La Chiesa non ha certo il compito di suggerire, dal punto di vista giuridico e politico, la configurazione concreta di un tale ordinamento internazionale, ma offre a chi ne ha la responsabilità quei principi di riflessione, criteri di giudizio e orientamenti pratici che possano garantirne l’intelaiatura antropologica ed etica attorno al bene comune (cfr Enc. Caritas in veritate, 67).

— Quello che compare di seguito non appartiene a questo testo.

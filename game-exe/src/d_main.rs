//! The main loop driver. The primary function attempts to run all due
//! tics then displays the result. Actual game state lives in the `Game`
//! object; this module owns the ordering of one frame: player view first,
//! then the mutually exclusive automap/visplane overlay, statusbar,
//! diagnostic widgets, pause indicator, HUD messages, menu, and the
//! critical message on the very top. `present` is called exactly once per
//! frame, at the end.

use crate::CLIOptions;
use crate::automap::Automap;
use crate::finale::Finale;
use crate::input::InputSource;
use crate::intermission::Intermission;
use crate::menu::Menu;
use crate::statusbar::Statusbar;
use crate::timestep::TimeStep;
use crl_widgets::FrameView;
use gamestate::Game;
use gamestate::subsystems::Subsystems;
use gamestate_traits::{
    GameState, GameTraits, Key, PlayRenderer, ResourceLoader, SubsystemTrait, TextColor,
    TextRender,
};
use hud_messages::Messages;
use log::warn;
use render_traits::run_commands;
use std::time::Duration;

/// The concrete subsystem set this executable wires up.
type GameSubsystems = Subsystems<Statusbar, Messages, Intermission, Finale, Automap>;

/// Runs until the game quits.
pub fn d_heretic_loop<R, L, I, S>(
    mut game: Game,
    mut input: I,
    mut rend: R,
    loader: L,
    mut sink: S,
    options: CLIOptions,
) where
    R: PlayRenderer,
    L: ResourceLoader,
    I: InputSource,
    S: TextRender,
{
    let mut timestep = TimeStep::new();
    let mut fps = 0;

    let mut menu = Menu::new();
    menu.init(&game);
    let mut subsystems = GameSubsystems {
        statusbar: Statusbar::new(),
        hud_msgs: Messages::new(),
        intermission: Intermission::new(),
        finale: Finale::new(),
        automap: Automap::new(),
    };
    subsystems.statusbar.init(&game);
    subsystems.hud_msgs.init(&game);
    subsystems.intermission.init(&game);
    subsystems.finale.init(&game);
    subsystems.automap.init(&game);

    while game.running() {
        try_run_tics(&mut game, &mut input, &mut menu, &mut subsystems, &mut timestep);

        if let Some(data) = timestep.frame_rate() {
            fps = data.frames;
        }

        if !options.nodrawers {
            d_display(
                &mut rend,
                &mut subsystems,
                &mut menu,
                &mut game,
                &loader,
                fps,
                &mut sink,
            );
        }

        // The sink's present does not block the way a vsync flip would.
        std::thread::sleep(Duration::from_millis(1));
    }
}

/// Compose and present one frame. Never runs game logic; everything it
/// reads was settled by the tickers.
///
/// D_Display
fn d_display<R, L, S>(
    rend: &mut R,
    subsystems: &mut GameSubsystems,
    menu: &mut Menu,
    game: &mut Game,
    loader: &L,
    fps: u32,
    sink: &mut S,
) where
    R: PlayRenderer,
    L: ResourceLoader,
    S: TextRender,
{
    // A queued view-size change takes effect before anything renders.
    if let Some(blocks) = game.set_view_size.take() {
        rend.set_view_size(blocks);
    }

    match game.gamestate {
        GameState::Level => {
            if game.game_tic != 0 && rend.viewport_valid() {
                game.counters.begin_frame();
                rend.render_player_view(&mut game.counters, sink);
                game.sync_playsim_counters();

                if game.automap_active {
                    subsystems.automap.draw(sink);
                } else {
                    rend.draw_visplane_overlay(sink);
                }
                subsystems.statusbar.draw(sink);

                let view = FrameView {
                    counters: &game.counters,
                    limits: &game.limits,
                    config: game.widget_config(),
                    tic: game.game_tic,
                    fps,
                    level_time: game.level_time,
                    automap_active: game.automap_active,
                    deathmatch: game.options.deathmatch,
                    player_in_game: game.player_in_game,
                    player: game.player.view,
                    demo: game.demo_view(),
                    powerups: game.player.powerups,
                    target: game.player.target,
                };
                let commands = crl_widgets::compose(&view, &*sink);
                run_commands(&commands, sink);
            }
        }
        GameState::Intermission => subsystems.intermission.draw(sink),
        GameState::Finale => subsystems.finale.draw(sink),
        GameState::DemoScreen => page_drawer(rend, game, loader, sink),
    }

    if game.paused && !menu.active() && !game.ask_for_quit {
        let (x, y) = pause_indicator_pos(game.options.netgame, rend.view_window_y());
        match loader.get("PAUSED") {
            Ok(patch) => sink.draw_patch(&patch, x, y),
            Err(_) => {
                let width = sink.text_width("PAUSED");
                sink.draw_text("PAUSED", x - width / 2, y, TextColor::White);
            }
        }
    }

    subsystems.hud_msgs.draw(sink);
    // Menus go over everything except the critical message.
    menu.draw(sink);
    hud_messages::draw_critical(&game.critical, game.game_tic, sink);
    // TODO: NetUpdate(); // send out any new accumulation

    sink.present();
}

/// Single-player centres the indicator above the viewport; net games use
/// a fixed position so all players see it in the same place.
const fn pause_indicator_pos(netgame: bool, view_window_y: i32) -> (i32, i32) {
    if netgame { (160, 70) } else { (160, view_window_y + 5) }
}

/// Attract loop frame: a full-screen page with an optional advisory
/// notice, or the demo playback view.
///
/// D_PageDrawer
fn page_drawer<R, L, S>(rend: &mut R, game: &mut Game, loader: &L, sink: &mut S)
where
    R: PlayRenderer,
    L: ResourceLoader,
    S: TextRender,
{
    if game.current_page().is_demo() {
        game.counters.begin_frame();
        rend.render_player_view(&mut game.counters, sink);
        return;
    }

    match loader.get(game.page_name) {
        Ok(page) => sink.draw_raw_screen(&page),
        // A missing page is soft; the loop advances past it.
        Err(e) => warn!("Page drawer: {e}"),
    }
    if game.page_advisory {
        if let Ok(patch) = loader.get("ADVISOR") {
            sink.draw_patch(&patch, 4, 160);
        }
    }
}

fn try_run_tics<I: InputSource>(
    game: &mut Game,
    input: &mut I,
    menu: &mut Menu,
    subsystems: &mut GameSubsystems,
    timestep: &mut TimeStep,
) {
    process_events(game, input, menu, subsystems); // D_ProcessEvents

    timestep.run_this(|_| {
        // Did the menu take control of this tic?
        if menu.ticker(game) {
            // Keep the tic counter (and with it the blink phases) moving.
            game.advance_tic();
            return;
        }
        game.ticker(); // G_Ticker
        subsystems.statusbar.ticker(game);
        subsystems.hud_msgs.ticker(game);
        match game.gamestate {
            GameState::Intermission => {
                subsystems.intermission.ticker(game);
            }
            GameState::Finale => {
                subsystems.finale.ticker(game);
            }
            GameState::Level if game.automap_active => {
                subsystems
                    .automap
                    .set_player_pos(game.player.view.x, game.player.view.y);
                subsystems.automap.ticker(game);
            }
            _ => {}
        }
    });
}

/// Drain the frame's input through the responder chain, first match wins:
/// finale, menu, intermission, then the game bindings.
fn process_events<I: InputSource>(
    game: &mut Game,
    input: &mut I,
    menu: &mut Menu,
    subsystems: &mut GameSubsystems,
) {
    while let Some(key) = input.next_key() {
        if game.gamestate == GameState::Finale && subsystems.finale.responder(key, game) {
            continue;
        }
        if menu.responder(key, game) {
            continue;
        }
        if game.gamestate == GameState::Intermission
            && subsystems.intermission.responder(key, game)
        {
            continue;
        }
        g_responder(key, game);
    }
}

/// In-level bindings not belonging to any subsystem.
///
/// G_Responder
fn g_responder(key: Key, game: &mut Game) -> bool {
    if game.gamestate != GameState::Level {
        return false;
    }
    match key {
        Key::Char('p') => {
            game.toggle_pause_game();
            true
        }
        Key::Tab => {
            game.automap_active = !game.automap_active;
            true
        }
        _ => false,
    }
}
//! Exposes an API of sorts that allows crates for things like the statusbar
//! and intermission screens to get certain information they require or cause
//! a gamestate change, without depending on the `gamestate` crate itself.
//!
//! Also home to the collaborator contracts: the renderer that fills the
//! frame counters, and the resource loader that resolves named assets.

use std::error::Error;
use std::fmt;
use std::str::FromStr;

pub use crl_stats::{FrameCounters, TICRATE};
pub use render_traits::{
    DrawCommand, SCREENHEIGHT, SCREENWIDTH, TextColor, TextMeasure, TextRender,
};

/// The current state of the game: whether we are playing a level, gazing at
/// the intermission screen, the finale, or the attract-demo loop.
#[derive(Debug, Copy, Clone, PartialEq, Eq)]
pub enum GameState {
    /// Where all the actual gameplay happens, including net and deathmatch
    /// play.
    Level,
    Intermission,
    Finale,
    /// The default startup mode: cycling title pages and recorded demos
    /// until a game starts.
    DemoScreen,
}

/// Which release of the game assets is loaded. Shareware lacks episodes 2+
/// and shows the mail-order page in the attract loop.
#[derive(Debug, Default, Copy, Clone, PartialEq, Eq, PartialOrd)]
pub enum GameMode {
    #[default]
    Shareware,
    Registered,
    Retail,
}

#[derive(Debug, Default, Copy, Clone, PartialEq, Eq, PartialOrd)]
pub enum Skill {
    Baby,
    Easy,
    #[default]
    Medium,
    Hard,
    Nightmare,
}

impl FromStr for Skill {
    type Err = std::io::Error;

    fn from_str(s: &str) -> Result<Self, Self::Err> {
        match s {
            "0" => Ok(Self::Baby),
            "1" => Ok(Self::Easy),
            "2" => Ok(Self::Medium),
            "3" => Ok(Self::Hard),
            "4" => Ok(Self::Nightmare),
            _ => Err(std::io::Error::new(
                std::io::ErrorKind::Unsupported,
                "Invalid skill, use 0-4",
            )),
        }
    }
}

/// A drained input event. The event source collaborator produces a finite
/// queue of these per frame; the responder chain consumes them with
/// first-match-wins semantics.
#[derive(Debug, Copy, Clone, PartialEq, Eq)]
pub enum Key {
    Escape,
    Enter,
    Space,
    Tab,
    Up,
    Down,
    Left,
    Right,
    Char(char),
}

/// Basic per-player numbers the statusbar displays.
#[derive(Debug, Default, Clone, Copy)]
pub struct PlayerStatus {
    pub health: i32,
    pub armor: i32,
    pub ready_ammo: i32,
    pub max_ammo: i32,
}

/// Universal game traits. To be implemented by the Game.
pub trait GameTraits {
    /// Helper to start a new game, e.g. from menus.
    fn defered_init_new(&mut self, skill: Skill, episode: usize, map: usize);

    /// Shareware, registered and retail differ in available episodes and
    /// which attract pages are shown.
    fn get_mode(&self) -> GameMode;

    /// Pauses the game loop (stops gameplay input and thinkers running).
    fn toggle_pause_game(&mut self);

    /// Exit the game. There will be no confirmation.
    fn quit_game(&mut self);

    /// Raise or clear the quit confirmation prompt. While it is up the
    /// pause indicator is suppressed.
    fn set_quit_prompt(&mut self, up: bool);

    fn quit_prompt(&self) -> bool;

    /// Tell the game the level is completed and the next state should begin.
    fn level_done(&mut self);

    /// The intermission tally is finished; move on to the finale.
    fn intermission_done(&mut self);

    /// The finale has played out; fall back to the attract loop.
    fn finale_done(&mut self);

    /// Drop back to the attract-demo loop.
    fn start_title(&mut self);

    /// Basic player statistics (console player).
    fn player_status(&self) -> PlayerStatus;

    /// Takes the player message waiting and replaces it with None.
    fn player_msg_take(&mut self) -> Option<String>;
}

/// To be implemented by subsystem type things (HUD, automap, statusbar,
/// intermission, menu).
pub trait SubsystemTrait {
    /// Possibly initialise the subsystem.
    fn init(&mut self, game: &impl GameTraits);

    /// Return true if the responder took the event.
    fn responder(&mut self, key: Key, game: &mut impl GameTraits) -> bool;

    /// Responds to changes in the game or affects the game. Returning true
    /// means the subsystem took control of the tic (menus do this).
    fn ticker(&mut self, game: &mut impl GameTraits) -> bool;

    /// Draw this subsystem to the sink.
    fn draw(&mut self, sink: &mut impl TextRender);
}

/// Renderer collaborator. Must fully populate `FrameCounters` before
/// returning from `render_player_view`; the compositor reads them in the
/// same display pass.
pub trait PlayRenderer {
    fn render_player_view(&mut self, counters: &mut FrameCounters, sink: &mut impl TextRender);

    /// The overlayed visplane view shown when the automap is closed.
    fn draw_visplane_overlay(&mut self, sink: &mut impl TextRender);

    /// Recompute viewport geometry for a new view size. Must happen before
    /// any rendering call in the same frame.
    fn set_view_size(&mut self, blocks: usize);

    fn viewport_valid(&self) -> bool;

    /// Top of the 3D viewport, used to place the pause indicator.
    fn view_window_y(&self) -> i32;
}

#[derive(Debug)]
pub enum ResourceError {
    NotFound(String),
}

impl fmt::Display for ResourceError {
    fn fmt(&self, f: &mut fmt::Formatter<'_>) -> fmt::Result {
        match self {
            ResourceError::NotFound(name) => write!(f, "resource not found: {name}"),
        }
    }
}

impl Error for ResourceError {}

/// Resource loader collaborator: resolves named graphical/text assets.
pub trait ResourceLoader {
    /// Returns the raw asset bytes, or `NotFound`. Callers treat a miss
    /// during frame composition as soft: the widget or page is omitted.
    fn get(&self, name: &str) -> Result<Vec<u8>, ResourceError>;
}
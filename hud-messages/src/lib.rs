//! Transient HUD text: the one-line player message at the top of the
//! screen, and the two-line critical message that overrides everything
//! else on screen (it signals engine-critical conditions like counter
//! overflows the player must see immediately, so the orchestrator draws it
//! last, above the menu).

use crl_stats::blink_phase;
use gamestate_traits::{
    GameTraits, Key, SCREENWIDTH, SubsystemTrait, TICRATE, TextColor, TextRender,
};

/// How long a player message stays up.
const MESSAGE_TICS: i32 = 4 * TICRATE;

/// The player message line. Picks up queued messages from the game each
/// tic and counts them down.
#[derive(Debug, Default)]
pub struct Messages {
    line: Option<String>,
    tics: i32,
}

impl Messages {
    pub fn new() -> Self {
        Self::default()
    }

    pub fn current(&self) -> Option<&str> {
        if self.tics > 0 {
            self.line.as_deref()
        } else {
            None
        }
    }
}

impl SubsystemTrait for Messages {
    fn init(&mut self, _game: &impl GameTraits) {
        self.line = None;
        self.tics = 0;
    }

    fn responder(&mut self, _key: Key, _game: &mut impl GameTraits) -> bool {
        false
    }

    fn ticker(&mut self, game: &mut impl GameTraits) -> bool {
        if let Some(msg) = game.player_msg_take() {
            self.line = Some(msg);
            self.tics = MESSAGE_TICS;
        }
        if self.tics > 0 {
            self.tics -= 1;
        }
        false
    }

    fn draw(&mut self, sink: &mut impl TextRender) {
        if let Some(line) = self.current() {
            let x = SCREENWIDTH / 2 - sink.text_width(line) / 2;
            sink.draw_text(line, x, 1, TextColor::White);
        }
    }
}

/// Critical message pair with its remaining display tics. Held by the
/// game, drawn by the orchestrator as the topmost layer.
#[derive(Debug, Default, Clone)]
pub struct CriticalMessage {
    pub line1: String,
    pub line2: String,
    pub tics: i32,
}

impl CriticalMessage {
    pub fn set(&mut self, line1: impl Into<String>, line2: impl Into<String>, tics: i32) {
        self.line1 = line1.into();
        self.line2 = line2.into();
        self.tics = tics;
    }

    pub fn ticker(&mut self) {
        if self.tics > 0 {
            self.tics -= 1;
        }
    }

    pub fn active(&self) -> bool {
        self.tics > 0 && !self.line1.is_empty() && !self.line2.is_empty()
    }
}

/// Draws the critical pair on the second and third text rows, flashing
/// with the tic cadence so it cannot be mistaken for a normal message.
pub fn draw_critical(msg: &CriticalMessage, tic: u32, sink: &mut impl TextRender) {
    if !msg.active() {
        return;
    }
    let colour = if blink_phase(tic) {
        TextColor::Gray
    } else {
        TextColor::White
    };
    sink.draw_text(&msg.line1, 10, 10, colour);
    sink.draw_text(&msg.line2, 10, 20, colour);
}

#[cfg(test)]
mod tests {
    use super::*;
    use gamestate_traits::{GameMode, PlayerStatus, Skill};

    #[derive(Default)]
    struct TestGame {
        msg: Option<String>,
    }

    impl GameTraits for TestGame {
        fn defered_init_new(&mut self, _s: Skill, _e: usize, _m: usize) {}
        fn get_mode(&self) -> GameMode {
            GameMode::Shareware
        }
        fn toggle_pause_game(&mut self) {}
        fn quit_game(&mut self) {}
        fn set_quit_prompt(&mut self, _up: bool) {}
        fn quit_prompt(&self) -> bool {
            false
        }
        fn level_done(&mut self) {}
        fn intermission_done(&mut self) {}
        fn finale_done(&mut self) {}
        fn start_title(&mut self) {}
        fn player_status(&self) -> PlayerStatus {
            PlayerStatus::default()
        }
        fn player_msg_take(&mut self) -> Option<String> {
            self.msg.take()
        }
    }

    #[test]
    fn message_counts_down_and_expires() {
        let mut game = TestGame {
            msg: Some("A NEW GAME HAS BEGUN".into()),
        };
        let mut messages = Messages::new();

        messages.ticker(&mut game);
        assert_eq!(messages.current(), Some("A NEW GAME HAS BEGUN"));

        for _ in 0..MESSAGE_TICS {
            messages.ticker(&mut game);
        }
        assert_eq!(messages.current(), None);
    }

    #[test]
    fn newer_message_replaces_older() {
        let mut game = TestGame {
            msg: Some("FIRST".into()),
        };
        let mut messages = Messages::new();
        messages.ticker(&mut game);

        game.msg = Some("SECOND".into());
        messages.ticker(&mut game);
        assert_eq!(messages.current(), Some("SECOND"));
    }

    #[test]
    fn critical_needs_both_lines() {
        let mut msg = CriticalMessage::default();
        assert!(!msg.active());
        msg.set("RENDERER OVERFLOW", "", 35);
        assert!(!msg.active());
        msg.set("RENDERER OVERFLOW", "VISPLANE LIMIT HIT", 2);
        assert!(msg.active());
        msg.ticker();
        msg.ticker();
        assert!(!msg.active());
    }
}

Nella riflessione, comunque, è da tenere presente che non si dovrebbe immaginare un superpotere, concentrato nelle mani di pochi, che dominerebbe su tutti i popoli, sfruttando i più deboli, ma che qualunque autorità deve essere intesa, anzitutto, come forza morale, facoltà di influire secondo ragione (cfr Pacem in terris, 27), ossia come autorità partecipata, limitata per competenza e dal diritto.
Ringrazio il Pontificio Consiglio della Giustizia e della Pace perché, assieme ad altre istituzioni pontificie, si è prefissato di approfondire gli orientamenti che ho offerto nella Caritas in veritate. E ciò, sia mediante le riflessioni per una riforma del sistema finanziario e monetario internazionale, sia mediante la Plenaria di questi giorni e il Seminario internazionale sulla Pacem in terris del prossimo anno.
La Vergine Maria, Colei che con fede ed amore ha accolto in sé il Salvatore per donarlo al mondo, ci guidi nell’annuncio e nella testimonianza della Dottrina sociale della Chiesa, per rendere più efficace la nuova evangelizzazione. Con questo auspicio, ben volentieri imparto a ciascuno di voi la Benedizione Apostolica. Grazie.